══ Given information

//! Retry and executor layering tests.

mod common;

use serde_json::json;
use std::sync::Arc;
use std::time::Duration;

use common::{TestEnv, MAX_ATTEMPTS};
use cosmos_pager::{
    ChangeFeedOptions, CountingExecutor, DirectExecutor, ErrorCode, FaultTarget, QueryOptions,
    RequestExecutor, RetryPolicy, RetryingExecutor,
};

#[tokio::test]
async fn test_throttled_page_is_retried_transparently() {
    let env = TestEnv::new();
    env.create(json!({"id": "a", "pk": "k"}));
    env.emulator
        .inject_fault(ErrorCode::Throttled, FaultTarget::ReadFeed, 2);

    let options = QueryOptions::new().partition_key("k");
    let mut query = env
        .client
        .query_items(&env.link(), "SELECT * FROM c", options)
        .unwrap();
    let block = query.fetch_next_block().await.unwrap();

    assert_eq!(block.len(), 1);
    // Ranges listing, then two throttled attempts and one success.
    assert_eq!(env.calls(), 4);
    assert_eq!(query.response_headers().unwrap().throttle_retry_count(), 2);
}

#[tokio::test]
async fn test_exhausted_retries_fail_the_block_but_not_the_iterator() {
    let env = TestEnv::with_ranges(1);
    env.seed(6, 6);

    let options = QueryOptions::new()
        .enable_cross_partition_query(true)
        .max_item_count(2);
    let mut query = env
        .client
        .query_items(&env.link(), "SELECT * FROM c ORDER BY c.n", options)
        .unwrap();
    let first = query.fetch_next_block().await.unwrap();
    assert_eq!(first.len(), 2);

    env.emulator
        .inject_fault(ErrorCode::ServiceUnavailable, FaultTarget::ReadFeed, MAX_ATTEMPTS);
    let err = query.fetch_next_block().await.unwrap_err();
    assert_eq!(err.code, ErrorCode::RetriesExhausted);
    assert!(!err.is_configuration());

    let mut values: Vec<i64> = first.iter().map(|d| d["n"].as_i64().unwrap()).collect();
    let rest = query.collect_items().await.unwrap();
    values.extend(rest.iter().map(|d| d["n"].as_i64().unwrap()));
    assert_eq!(values, (0..6).collect::<Vec<i64>>());
}

#[tokio::test]
async fn test_fatal_errors_are_not_retried() {
    let env = TestEnv::new();
    env.emulator
        .inject_fault(ErrorCode::Forbidden, FaultTarget::PartitionKeyRanges, 1);

    let options = QueryOptions::new().partition_key("k");
    let mut query = env
        .client
        .query_items(&env.link(), "SELECT * FROM c", options)
        .unwrap();
    let err = query.fetch_next_block().await.unwrap_err();

    assert_eq!(err.code, ErrorCode::Forbidden);
    assert!(err.activity_id.is_some());
    assert_eq!(env.calls(), 1);

    // The fault is spent; the iterator starts over cleanly.
    assert!(query.fetch_next_block().await.unwrap().is_empty());
}

#[tokio::test(start_paused = true)]
async fn test_retry_after_hint_is_honored() {
    let env = TestEnv::with_ranges(1);
    env.emulator.inject_fault_with_retry_after(
        ErrorCode::Throttled,
        FaultTarget::Any,
        Duration::from_millis(250),
        1,
    );

    let start = tokio::time::Instant::now();
    let mut feed = env
        .client
        .query_items_change_feed(&env.link(), ChangeFeedOptions::new())
        .unwrap();
    feed.fetch_next_block().await.unwrap();

    assert!(start.elapsed() >= Duration::from_millis(250));
}

#[tokio::test(start_paused = true)]
async fn test_default_executor_backs_off_and_gives_up() {
    let env = TestEnv::with_executor(1, |calls| {
        Arc::new(RetryingExecutor::with_inner(
            RetryPolicy {
                max_attempts: 4,
                base_delay: Duration::from_millis(100),
                max_delay: Duration::from_millis(150),
            },
            CountingExecutor::with_counter(DirectExecutor, calls),
        ))
    });
    env.emulator
        .inject_fault(ErrorCode::RequestTimeout, FaultTarget::Any, 10);

    let start = tokio::time::Instant::now();
    let mut feed = env
        .client
        .query_items_change_feed(&env.link(), ChangeFeedOptions::new())
        .unwrap();
    let err = feed.fetch_next_block().await.unwrap_err();

    assert_eq!(err.code, ErrorCode::RetriesExhausted);
    assert_eq!(env.calls(), 4);
    // Backoffs of 100, 150 and 150 ms before jitter.
    assert!(start.elapsed() >= Duration::from_millis(400));
}

#[tokio::test]
async fn test_retrying_executor_counts_attempts() {
    let executor = Arc::new(RetryingExecutor::new(RetryPolicy::immediate(5)));
    let env = TestEnv::with_executor(1, {
        let executor = executor.clone();
        move |_| -> Arc<dyn RequestExecutor> { executor }
    });
    env.emulator
        .inject_fault(ErrorCode::Throttled, FaultTarget::PartitionKeyRanges, 2);

    let mut feed = env
        .client
        .query_items_change_feed(&env.link(), ChangeFeedOptions::new())
        .unwrap();
    feed.fetch_next_block().await.unwrap();

    // Three attempts for the ranges listing, one poll.
    assert_eq!(executor.attempts(), 4);
    assert_eq!(env.emulator.served(), 4);
}

#[tokio::test]
async fn test_one_failing_range_fails_the_whole_merge() {
    let env = TestEnv::new();
    env.seed(30, 30);
    env.emulator.inject_fault(
        ErrorCode::ServiceUnavailable,
        FaultTarget::Range("2".to_string()),
        MAX_ATTEMPTS,
    );

    let options = QueryOptions::new()
        .enable_cross_partition_query(true)
        .max_item_count(4);
    let mut query = env
        .client
        .query_items(&env.link(), "SELECT * FROM c ORDER BY c.n", options)
        .unwrap();

    let err = query.fetch_next_block().await.unwrap_err();
    assert_eq!(err.code, ErrorCode::RetriesExhausted);
    assert!(query.response_headers().is_none());

    let items = query.collect_items().await.unwrap();
    let values: Vec<i64> = items.iter().map(|d| d["n"].as_i64().unwrap()).collect();
    assert_eq!(values, (0..30).collect::<Vec<i64>>());
}
//! Response pages and their headers.

use http::header::{HeaderMap, HeaderName, HeaderValue, ETAG};

use super::Document;
use crate::error::{ErrorCode, QueryError, QueryResult};

/// Header names used on feed responses.
pub mod headers {
    pub const CONTINUATION: &str = "x-ms-continuation";
    pub const REQUEST_CHARGE: &str = "x-ms-request-charge";
    pub const QUERY_METRICS: &str = "x-ms-documentdb-query-metrics";
    pub const ACTIVITY_ID: &str = "x-ms-activity-id";
    pub const SESSION_TOKEN: &str = "x-ms-session-token";
    pub const ITEM_COUNT: &str = "x-ms-item-count";
    pub const THROTTLE_RETRY_COUNT: &str = "x-ms-throttle-retry-count";
    pub const PARTITION_KEY_RANGE_ID: &str = "x-ms-documentdb-partitionkeyrangeid";
}

/// Headers of a single response, with typed accessors for the ones the core reads.
#[derive(Debug, Clone, Default)]
pub struct ResponseHeaders {
    map: HeaderMap,
}

impl ResponseHeaders {
    pub fn new() -> Self {
        Self::default()
    }

    /// Sets a header, replacing any previous value.
    pub fn insert(&mut self, name: &'static str, value: impl AsRef<str>) -> QueryResult<()> {
        let value = HeaderValue::from_str(value.as_ref()).map_err(|_| {
            QueryError::with_message(
                ErrorCode::InternalError,
                format!("invalid value for header {}", name),
            )
        })?;
        self.map.insert(HeaderName::from_static(name), value);
        Ok(())
    }

    /// Returns the value of a header.
    pub fn get(&self, name: &str) -> Option<&str> {
        self.map.get(name).and_then(|v| v.to_str().ok())
    }

    /// Returns the ETag header value.
    pub fn etag(&self) -> Option<&str> {
        self.map.get(ETAG).and_then(|v| v.to_str().ok())
    }

    /// Returns the x-ms-continuation header value.
    pub fn continuation(&self) -> Option<&str> {
        self.get(headers::CONTINUATION).filter(|v| !v.is_empty())
    }

    /// Returns the request charge in request units.
    pub fn request_charge(&self) -> f64 {
        self.get(headers::REQUEST_CHARGE)
            .and_then(|v| v.parse().ok())
            .unwrap_or(0.0)
    }

    /// Returns the raw query metrics string, exactly as the service sent it.
    pub fn query_metrics(&self) -> Option<&str> {
        self.get(headers::QUERY_METRICS)
    }

    /// Returns the x-ms-activity-id header value.
    pub fn activity_id(&self) -> Option<&str> {
        self.get(headers::ACTIVITY_ID)
    }

    /// Returns the x-ms-session-token header value.
    pub fn session_token(&self) -> Option<&str> {
        self.get(headers::SESSION_TOKEN)
    }

    /// Returns the number of retries that preceded this response.
    pub fn throttle_retry_count(&self) -> u32 {
        self.get(headers::THROTTLE_RETRY_COUNT)
            .and_then(|v| v.parse().ok())
            .unwrap_or(0)
    }
}

/// One response page for one partition key range.
#[derive(Debug, Clone, Default)]
pub struct Page {
    pub items: Vec<Document>,
    /// Token to request the next page. `None` means the range is exhausted for
    /// queries; change feed pages always carry the latest etag.
    pub continuation: Option<String>,
    pub headers: ResponseHeaders,
}

impl Page {
    pub fn new(items: Vec<Document>, continuation: Option<String>, headers: ResponseHeaders) -> Self {
        Self {
            items,
            continuation: continuation.filter(|c| !c.is_empty()),
            headers,
        }
    }

    pub fn len(&self) -> usize {
        self.items.len()
    }

    pub fn is_empty(&self) -> bool {
        self.items.is_empty()
    }
}

/// Parsed `key=value;key=value` query metrics.
#[derive(Debug, Clone, PartialEq)]
pub struct QueryMetrics {
    pairs: Vec<(String, String)>,
}

impl QueryMetrics {
    /// Parses a metrics header. Every segment must contain `=`.
    pub fn parse(raw: &str) -> QueryResult<Self> {
        let pairs = raw
            .split(';')
            .filter(|segment| !segment.is_empty())
            .map(|segment| {
                segment
                    .split_once('=')
                    .map(|(k, v)| (k.trim().to_string(), v.trim().to_string()))
                    .ok_or_else(|| {
                        QueryError::with_message(
                            ErrorCode::InternalError,
                            format!("malformed query metrics segment '{}'", segment),
                        )
                    })
            })
            .collect::<QueryResult<Vec<_>>>()?;
        Ok(Self { pairs })
    }

    pub fn get(&self, key: &str) -> Option<&str> {
        self.pairs
            .iter()
            .find(|(k, _)| k == key)
            .map(|(_, v)| v.as_str())
    }

    pub fn len(&self) -> usize {
        self.pairs.len()
    }

    pub fn is_empty(&self) -> bool {
        self.pairs.is_empty()
    }

    pub fn iter(&self) -> impl Iterator<Item = (&str, &str)> {
        self.pairs.iter().map(|(k, v)| (k.as_str(), v.as_str()))
    }
}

════

Assigned task
Gather all lines with the string "pages" from the data.

Written solution
//! Response pages and their headers.
    /// queries; change feed pages always carry the latest etag.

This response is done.